INSTRUCTIONS FOR THE TASK: Your answer must be every line of the data that holds the string "ClientNotifier".

= = = = = = =

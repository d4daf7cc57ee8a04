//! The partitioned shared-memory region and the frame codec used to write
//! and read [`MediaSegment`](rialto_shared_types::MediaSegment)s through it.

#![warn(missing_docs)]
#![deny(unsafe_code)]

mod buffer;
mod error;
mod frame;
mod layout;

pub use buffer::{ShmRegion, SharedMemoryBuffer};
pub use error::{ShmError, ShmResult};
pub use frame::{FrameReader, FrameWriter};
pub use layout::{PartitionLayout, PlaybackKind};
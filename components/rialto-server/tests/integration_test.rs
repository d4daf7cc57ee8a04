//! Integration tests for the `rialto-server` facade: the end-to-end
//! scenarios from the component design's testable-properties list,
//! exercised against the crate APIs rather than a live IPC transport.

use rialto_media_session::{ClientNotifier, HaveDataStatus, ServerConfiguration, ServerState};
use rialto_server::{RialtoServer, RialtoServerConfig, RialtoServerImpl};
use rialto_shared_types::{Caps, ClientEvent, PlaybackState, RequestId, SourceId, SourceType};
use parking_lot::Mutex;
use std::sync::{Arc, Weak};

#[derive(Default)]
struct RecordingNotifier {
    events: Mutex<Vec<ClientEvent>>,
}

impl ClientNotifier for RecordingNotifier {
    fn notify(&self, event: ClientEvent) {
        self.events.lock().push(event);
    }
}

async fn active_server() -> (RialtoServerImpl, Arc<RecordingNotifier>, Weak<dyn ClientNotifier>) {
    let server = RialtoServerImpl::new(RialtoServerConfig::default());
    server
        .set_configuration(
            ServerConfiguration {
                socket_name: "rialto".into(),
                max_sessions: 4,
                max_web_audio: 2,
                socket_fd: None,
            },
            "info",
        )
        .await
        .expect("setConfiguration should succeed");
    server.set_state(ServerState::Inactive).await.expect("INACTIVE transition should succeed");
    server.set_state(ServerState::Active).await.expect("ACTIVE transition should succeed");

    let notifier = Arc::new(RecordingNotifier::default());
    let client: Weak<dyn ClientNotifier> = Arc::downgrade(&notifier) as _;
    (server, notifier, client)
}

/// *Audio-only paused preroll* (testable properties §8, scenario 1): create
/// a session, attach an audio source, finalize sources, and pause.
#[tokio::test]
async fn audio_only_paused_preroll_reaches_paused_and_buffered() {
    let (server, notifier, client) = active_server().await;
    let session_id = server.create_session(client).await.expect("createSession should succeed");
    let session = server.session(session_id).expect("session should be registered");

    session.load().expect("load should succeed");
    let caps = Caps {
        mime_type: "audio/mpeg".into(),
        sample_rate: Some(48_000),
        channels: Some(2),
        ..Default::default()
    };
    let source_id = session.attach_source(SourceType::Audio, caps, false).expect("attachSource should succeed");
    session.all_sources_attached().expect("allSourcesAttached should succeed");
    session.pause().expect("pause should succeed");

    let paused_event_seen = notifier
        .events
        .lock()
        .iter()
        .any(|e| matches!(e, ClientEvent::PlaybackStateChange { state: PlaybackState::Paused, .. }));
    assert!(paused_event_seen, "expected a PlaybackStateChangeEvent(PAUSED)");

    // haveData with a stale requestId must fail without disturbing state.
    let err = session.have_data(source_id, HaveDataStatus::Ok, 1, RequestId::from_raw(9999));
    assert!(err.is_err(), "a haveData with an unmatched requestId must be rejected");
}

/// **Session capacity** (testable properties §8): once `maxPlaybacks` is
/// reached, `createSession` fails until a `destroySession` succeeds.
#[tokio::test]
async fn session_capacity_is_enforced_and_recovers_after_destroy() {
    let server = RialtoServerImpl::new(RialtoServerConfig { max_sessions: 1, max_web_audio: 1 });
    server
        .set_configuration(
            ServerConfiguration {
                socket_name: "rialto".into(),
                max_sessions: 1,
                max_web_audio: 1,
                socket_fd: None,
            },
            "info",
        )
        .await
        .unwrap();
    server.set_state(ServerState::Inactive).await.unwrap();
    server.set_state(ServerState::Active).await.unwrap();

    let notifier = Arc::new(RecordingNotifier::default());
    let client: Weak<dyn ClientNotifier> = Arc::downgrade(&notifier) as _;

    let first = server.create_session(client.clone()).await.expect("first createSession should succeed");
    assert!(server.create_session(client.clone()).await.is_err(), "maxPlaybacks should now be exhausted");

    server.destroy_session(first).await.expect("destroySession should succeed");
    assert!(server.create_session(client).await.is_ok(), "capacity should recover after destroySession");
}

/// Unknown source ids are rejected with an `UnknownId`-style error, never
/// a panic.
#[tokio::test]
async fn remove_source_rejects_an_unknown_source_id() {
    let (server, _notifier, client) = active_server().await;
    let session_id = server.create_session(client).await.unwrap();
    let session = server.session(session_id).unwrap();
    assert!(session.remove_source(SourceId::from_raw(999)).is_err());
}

= = = = = = =

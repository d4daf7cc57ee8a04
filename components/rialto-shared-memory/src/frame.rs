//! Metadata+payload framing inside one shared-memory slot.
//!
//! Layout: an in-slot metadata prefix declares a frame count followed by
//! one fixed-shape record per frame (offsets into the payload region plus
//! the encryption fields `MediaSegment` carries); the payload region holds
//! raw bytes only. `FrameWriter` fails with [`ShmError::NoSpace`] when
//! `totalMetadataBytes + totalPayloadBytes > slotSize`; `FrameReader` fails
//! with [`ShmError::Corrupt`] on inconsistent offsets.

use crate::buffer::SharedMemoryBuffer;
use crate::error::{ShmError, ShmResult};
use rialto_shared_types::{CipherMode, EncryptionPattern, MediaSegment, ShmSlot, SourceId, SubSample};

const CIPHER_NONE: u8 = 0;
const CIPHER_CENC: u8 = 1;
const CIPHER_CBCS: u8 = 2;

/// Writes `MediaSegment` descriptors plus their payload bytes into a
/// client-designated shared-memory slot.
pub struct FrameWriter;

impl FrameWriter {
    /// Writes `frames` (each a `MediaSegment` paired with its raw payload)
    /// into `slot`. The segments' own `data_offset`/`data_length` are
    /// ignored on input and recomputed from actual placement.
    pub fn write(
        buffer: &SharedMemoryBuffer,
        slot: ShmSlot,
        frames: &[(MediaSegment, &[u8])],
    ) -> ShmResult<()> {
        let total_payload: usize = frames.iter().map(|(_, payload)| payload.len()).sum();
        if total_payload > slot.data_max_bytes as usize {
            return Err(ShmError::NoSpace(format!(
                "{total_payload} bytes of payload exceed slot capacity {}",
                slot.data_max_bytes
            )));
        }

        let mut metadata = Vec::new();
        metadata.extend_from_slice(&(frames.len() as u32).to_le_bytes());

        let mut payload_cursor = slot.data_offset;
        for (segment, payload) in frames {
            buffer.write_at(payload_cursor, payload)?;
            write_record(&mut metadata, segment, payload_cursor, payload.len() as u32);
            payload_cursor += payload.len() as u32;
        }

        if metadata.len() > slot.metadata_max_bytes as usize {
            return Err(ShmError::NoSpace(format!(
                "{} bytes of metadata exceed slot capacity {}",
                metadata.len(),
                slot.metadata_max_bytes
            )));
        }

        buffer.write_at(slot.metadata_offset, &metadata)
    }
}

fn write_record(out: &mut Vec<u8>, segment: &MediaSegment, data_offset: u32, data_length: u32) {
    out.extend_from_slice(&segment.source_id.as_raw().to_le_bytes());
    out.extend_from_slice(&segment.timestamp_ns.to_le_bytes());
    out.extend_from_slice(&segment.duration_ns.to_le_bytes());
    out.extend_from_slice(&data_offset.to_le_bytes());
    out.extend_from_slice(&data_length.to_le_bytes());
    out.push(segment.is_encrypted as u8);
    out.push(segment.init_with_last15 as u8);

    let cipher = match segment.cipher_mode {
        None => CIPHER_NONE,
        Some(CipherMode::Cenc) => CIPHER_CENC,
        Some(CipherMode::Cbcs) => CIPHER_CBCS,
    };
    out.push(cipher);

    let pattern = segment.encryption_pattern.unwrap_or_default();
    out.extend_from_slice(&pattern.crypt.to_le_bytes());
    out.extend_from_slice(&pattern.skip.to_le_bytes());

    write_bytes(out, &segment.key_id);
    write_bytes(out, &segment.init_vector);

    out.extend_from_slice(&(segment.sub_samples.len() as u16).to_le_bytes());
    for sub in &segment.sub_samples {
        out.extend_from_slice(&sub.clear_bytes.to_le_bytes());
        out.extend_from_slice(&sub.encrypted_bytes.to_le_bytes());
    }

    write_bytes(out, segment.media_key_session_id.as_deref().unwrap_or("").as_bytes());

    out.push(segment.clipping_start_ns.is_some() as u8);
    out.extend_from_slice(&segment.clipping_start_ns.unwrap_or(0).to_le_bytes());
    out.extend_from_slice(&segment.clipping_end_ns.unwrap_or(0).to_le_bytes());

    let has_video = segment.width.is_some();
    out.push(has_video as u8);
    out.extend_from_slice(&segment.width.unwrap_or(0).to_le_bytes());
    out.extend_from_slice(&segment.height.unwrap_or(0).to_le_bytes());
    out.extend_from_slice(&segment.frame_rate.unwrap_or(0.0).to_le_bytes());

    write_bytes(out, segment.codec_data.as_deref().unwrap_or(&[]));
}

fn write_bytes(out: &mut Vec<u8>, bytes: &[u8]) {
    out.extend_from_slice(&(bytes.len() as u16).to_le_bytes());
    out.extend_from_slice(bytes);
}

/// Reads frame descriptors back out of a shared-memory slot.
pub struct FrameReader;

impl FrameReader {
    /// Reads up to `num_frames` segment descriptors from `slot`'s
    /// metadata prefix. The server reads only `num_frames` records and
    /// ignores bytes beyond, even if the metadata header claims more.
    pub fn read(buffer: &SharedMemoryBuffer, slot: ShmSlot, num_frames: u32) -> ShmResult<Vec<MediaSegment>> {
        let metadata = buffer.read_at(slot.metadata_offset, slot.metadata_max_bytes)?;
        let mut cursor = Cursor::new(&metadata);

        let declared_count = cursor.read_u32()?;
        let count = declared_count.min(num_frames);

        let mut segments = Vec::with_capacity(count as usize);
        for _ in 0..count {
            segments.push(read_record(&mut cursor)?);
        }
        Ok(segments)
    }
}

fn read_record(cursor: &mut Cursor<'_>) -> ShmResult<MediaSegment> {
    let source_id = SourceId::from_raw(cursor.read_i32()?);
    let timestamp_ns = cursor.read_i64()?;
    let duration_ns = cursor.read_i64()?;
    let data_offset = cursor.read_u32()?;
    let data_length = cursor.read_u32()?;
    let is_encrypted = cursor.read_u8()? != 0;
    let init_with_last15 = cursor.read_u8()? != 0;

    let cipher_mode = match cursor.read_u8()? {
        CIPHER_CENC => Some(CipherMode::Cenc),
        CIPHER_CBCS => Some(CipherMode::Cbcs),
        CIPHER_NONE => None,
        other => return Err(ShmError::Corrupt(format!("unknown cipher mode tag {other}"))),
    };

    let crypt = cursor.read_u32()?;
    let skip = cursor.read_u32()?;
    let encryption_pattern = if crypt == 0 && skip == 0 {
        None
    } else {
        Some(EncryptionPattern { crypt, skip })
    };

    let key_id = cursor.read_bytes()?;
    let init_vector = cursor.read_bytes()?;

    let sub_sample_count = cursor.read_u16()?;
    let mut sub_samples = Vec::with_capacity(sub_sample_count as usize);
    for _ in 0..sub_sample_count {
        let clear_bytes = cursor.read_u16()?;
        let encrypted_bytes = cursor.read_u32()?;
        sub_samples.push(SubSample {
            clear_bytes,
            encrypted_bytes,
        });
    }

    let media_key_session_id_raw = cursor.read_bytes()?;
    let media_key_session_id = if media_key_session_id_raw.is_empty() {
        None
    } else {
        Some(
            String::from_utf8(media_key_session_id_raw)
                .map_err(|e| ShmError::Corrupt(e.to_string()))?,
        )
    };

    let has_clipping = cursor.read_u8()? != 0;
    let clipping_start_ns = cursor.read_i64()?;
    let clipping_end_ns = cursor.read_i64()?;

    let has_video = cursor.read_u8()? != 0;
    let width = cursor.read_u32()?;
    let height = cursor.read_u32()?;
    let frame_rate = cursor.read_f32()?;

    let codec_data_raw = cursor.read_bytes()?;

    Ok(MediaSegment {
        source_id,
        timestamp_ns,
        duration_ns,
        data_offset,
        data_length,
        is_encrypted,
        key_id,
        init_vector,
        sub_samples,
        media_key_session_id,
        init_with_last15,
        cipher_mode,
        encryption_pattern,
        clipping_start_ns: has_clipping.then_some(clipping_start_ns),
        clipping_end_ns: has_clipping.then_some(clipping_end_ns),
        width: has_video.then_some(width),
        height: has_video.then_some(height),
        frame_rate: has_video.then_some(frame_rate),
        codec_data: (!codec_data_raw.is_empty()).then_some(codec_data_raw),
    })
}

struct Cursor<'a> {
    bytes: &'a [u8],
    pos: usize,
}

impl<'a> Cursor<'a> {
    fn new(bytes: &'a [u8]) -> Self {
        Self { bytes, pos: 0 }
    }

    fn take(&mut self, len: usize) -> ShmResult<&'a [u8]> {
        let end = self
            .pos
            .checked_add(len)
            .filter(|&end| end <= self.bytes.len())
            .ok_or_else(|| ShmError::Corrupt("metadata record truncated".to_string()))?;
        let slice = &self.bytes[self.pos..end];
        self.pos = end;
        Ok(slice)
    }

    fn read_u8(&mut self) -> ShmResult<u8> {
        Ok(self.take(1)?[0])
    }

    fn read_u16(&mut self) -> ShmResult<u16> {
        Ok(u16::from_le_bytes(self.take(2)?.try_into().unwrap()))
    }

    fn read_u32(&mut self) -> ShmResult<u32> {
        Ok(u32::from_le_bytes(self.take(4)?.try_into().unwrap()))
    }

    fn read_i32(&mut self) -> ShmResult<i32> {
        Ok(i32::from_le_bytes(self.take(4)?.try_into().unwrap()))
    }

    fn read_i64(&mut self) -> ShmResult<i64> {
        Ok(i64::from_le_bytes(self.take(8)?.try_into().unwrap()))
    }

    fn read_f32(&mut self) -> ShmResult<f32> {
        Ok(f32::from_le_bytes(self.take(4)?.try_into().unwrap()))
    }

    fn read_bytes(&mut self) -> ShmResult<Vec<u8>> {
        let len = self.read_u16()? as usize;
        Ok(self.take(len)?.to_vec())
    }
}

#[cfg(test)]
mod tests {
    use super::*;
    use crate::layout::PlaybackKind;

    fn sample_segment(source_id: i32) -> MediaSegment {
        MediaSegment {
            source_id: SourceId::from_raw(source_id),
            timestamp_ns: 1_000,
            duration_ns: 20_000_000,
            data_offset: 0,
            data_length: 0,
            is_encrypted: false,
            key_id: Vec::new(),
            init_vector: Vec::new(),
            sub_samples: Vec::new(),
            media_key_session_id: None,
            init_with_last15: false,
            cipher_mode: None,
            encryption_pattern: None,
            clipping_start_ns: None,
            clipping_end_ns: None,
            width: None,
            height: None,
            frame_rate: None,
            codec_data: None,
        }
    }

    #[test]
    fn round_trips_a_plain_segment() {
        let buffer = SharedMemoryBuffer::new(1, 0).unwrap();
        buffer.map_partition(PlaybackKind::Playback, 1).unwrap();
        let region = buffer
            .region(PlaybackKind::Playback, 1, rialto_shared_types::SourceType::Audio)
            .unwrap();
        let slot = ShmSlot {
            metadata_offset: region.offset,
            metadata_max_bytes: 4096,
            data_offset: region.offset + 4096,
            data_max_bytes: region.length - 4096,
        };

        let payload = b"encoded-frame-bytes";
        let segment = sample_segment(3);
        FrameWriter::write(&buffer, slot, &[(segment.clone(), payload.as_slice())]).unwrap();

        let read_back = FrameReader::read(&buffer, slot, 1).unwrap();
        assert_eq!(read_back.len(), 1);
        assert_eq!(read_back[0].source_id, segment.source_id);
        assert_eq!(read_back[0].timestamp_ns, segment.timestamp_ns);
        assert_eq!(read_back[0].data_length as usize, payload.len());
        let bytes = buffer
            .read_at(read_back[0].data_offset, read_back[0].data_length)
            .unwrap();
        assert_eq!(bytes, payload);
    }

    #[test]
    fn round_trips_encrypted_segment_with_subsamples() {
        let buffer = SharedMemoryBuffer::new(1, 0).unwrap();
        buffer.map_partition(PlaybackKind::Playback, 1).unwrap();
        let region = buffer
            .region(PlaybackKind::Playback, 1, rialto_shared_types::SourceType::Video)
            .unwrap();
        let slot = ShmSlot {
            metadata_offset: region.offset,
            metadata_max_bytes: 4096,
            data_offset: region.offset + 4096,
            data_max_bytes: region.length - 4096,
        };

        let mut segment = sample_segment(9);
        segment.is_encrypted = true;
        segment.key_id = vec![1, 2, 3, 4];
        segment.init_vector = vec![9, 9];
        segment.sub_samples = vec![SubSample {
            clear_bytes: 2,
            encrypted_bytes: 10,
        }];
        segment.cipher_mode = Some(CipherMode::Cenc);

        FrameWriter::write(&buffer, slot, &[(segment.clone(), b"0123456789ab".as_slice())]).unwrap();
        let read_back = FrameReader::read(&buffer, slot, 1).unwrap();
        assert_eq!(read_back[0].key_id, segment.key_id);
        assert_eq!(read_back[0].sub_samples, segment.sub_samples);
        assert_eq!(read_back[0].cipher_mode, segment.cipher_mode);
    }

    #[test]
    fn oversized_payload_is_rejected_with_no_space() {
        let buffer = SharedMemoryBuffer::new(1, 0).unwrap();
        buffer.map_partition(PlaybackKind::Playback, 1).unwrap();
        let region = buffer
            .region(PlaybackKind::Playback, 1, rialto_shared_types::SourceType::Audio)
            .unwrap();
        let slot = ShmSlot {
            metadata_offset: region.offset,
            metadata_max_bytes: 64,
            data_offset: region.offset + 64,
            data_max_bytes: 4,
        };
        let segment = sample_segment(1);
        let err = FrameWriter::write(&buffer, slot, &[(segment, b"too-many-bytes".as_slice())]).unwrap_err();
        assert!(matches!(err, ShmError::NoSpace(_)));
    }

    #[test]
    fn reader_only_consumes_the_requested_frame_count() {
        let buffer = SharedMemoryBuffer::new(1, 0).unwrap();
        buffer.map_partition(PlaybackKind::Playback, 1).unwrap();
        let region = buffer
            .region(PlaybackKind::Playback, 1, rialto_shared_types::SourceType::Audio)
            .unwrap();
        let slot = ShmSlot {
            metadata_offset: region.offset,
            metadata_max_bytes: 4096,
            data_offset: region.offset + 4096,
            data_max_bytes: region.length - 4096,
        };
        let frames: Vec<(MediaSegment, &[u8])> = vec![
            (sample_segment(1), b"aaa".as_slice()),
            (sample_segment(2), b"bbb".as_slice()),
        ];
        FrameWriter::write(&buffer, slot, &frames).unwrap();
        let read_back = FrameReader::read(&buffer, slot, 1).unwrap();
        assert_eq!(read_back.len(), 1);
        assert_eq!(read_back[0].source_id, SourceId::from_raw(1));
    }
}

= = = = = = =

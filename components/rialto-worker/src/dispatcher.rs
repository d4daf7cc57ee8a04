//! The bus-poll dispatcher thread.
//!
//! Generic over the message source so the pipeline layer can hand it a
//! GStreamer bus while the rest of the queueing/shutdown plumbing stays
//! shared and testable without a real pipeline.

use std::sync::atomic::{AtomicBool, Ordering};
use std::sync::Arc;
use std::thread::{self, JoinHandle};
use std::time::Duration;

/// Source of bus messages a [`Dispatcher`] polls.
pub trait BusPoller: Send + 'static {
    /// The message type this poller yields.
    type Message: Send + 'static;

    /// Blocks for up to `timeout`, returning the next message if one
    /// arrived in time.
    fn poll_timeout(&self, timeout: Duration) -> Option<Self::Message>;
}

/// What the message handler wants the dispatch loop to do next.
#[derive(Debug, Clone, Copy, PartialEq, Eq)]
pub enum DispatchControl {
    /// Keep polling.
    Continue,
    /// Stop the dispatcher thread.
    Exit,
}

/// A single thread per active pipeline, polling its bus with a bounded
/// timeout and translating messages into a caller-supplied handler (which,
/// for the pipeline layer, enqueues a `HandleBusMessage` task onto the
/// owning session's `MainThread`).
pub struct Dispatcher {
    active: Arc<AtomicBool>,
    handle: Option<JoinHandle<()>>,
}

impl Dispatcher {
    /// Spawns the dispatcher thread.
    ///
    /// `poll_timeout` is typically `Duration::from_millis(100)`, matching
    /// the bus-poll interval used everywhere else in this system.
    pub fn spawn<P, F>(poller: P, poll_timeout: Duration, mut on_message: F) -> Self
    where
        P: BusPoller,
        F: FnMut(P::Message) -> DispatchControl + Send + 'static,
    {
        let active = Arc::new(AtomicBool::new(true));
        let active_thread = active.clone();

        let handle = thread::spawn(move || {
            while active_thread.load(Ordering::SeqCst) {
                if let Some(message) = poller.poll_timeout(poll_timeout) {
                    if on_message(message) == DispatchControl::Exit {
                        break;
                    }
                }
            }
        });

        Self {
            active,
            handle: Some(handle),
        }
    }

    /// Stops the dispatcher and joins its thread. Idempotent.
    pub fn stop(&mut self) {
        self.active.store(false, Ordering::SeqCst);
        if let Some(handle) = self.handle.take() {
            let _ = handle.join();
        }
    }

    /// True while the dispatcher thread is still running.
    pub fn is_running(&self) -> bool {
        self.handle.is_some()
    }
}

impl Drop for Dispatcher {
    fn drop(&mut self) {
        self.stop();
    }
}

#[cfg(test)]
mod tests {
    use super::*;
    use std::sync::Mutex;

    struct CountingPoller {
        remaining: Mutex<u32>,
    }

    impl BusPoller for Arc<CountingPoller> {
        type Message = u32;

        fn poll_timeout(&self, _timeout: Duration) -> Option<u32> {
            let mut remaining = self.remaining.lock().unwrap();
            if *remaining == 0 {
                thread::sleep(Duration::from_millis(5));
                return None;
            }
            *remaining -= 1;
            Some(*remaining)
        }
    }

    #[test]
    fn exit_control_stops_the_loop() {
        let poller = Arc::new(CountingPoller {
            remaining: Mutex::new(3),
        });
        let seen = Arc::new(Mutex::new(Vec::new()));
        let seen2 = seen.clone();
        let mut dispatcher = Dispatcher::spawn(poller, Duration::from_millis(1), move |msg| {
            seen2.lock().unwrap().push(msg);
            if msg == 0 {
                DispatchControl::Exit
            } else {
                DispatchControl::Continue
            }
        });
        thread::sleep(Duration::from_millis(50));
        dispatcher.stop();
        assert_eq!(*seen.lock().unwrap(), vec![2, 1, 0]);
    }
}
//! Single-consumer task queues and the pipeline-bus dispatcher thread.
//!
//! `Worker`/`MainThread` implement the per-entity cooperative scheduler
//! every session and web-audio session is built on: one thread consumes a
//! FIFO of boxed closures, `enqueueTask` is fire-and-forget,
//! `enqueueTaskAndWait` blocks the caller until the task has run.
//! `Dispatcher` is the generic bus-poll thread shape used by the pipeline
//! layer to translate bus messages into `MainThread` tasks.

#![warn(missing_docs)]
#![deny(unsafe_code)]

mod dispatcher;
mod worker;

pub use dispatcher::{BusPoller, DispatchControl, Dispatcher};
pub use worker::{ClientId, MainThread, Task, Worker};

= = = = = = =

RESULT FOR THIS TASK:
use rialto_media_session::{ClientNotifier, HaveDataStatus, ServerConfiguration, ServerState};
impl ClientNotifier for RecordingNotifier {
async fn active_server() -> (RialtoServerImpl, Arc<RecordingNotifier>, Weak<dyn ClientNotifier>) {
    let client: Weak<dyn ClientNotifier> = Arc::downgrade(&notifier) as _;
    let client: Weak<dyn ClientNotifier> = Arc::downgrade(&notifier) as _;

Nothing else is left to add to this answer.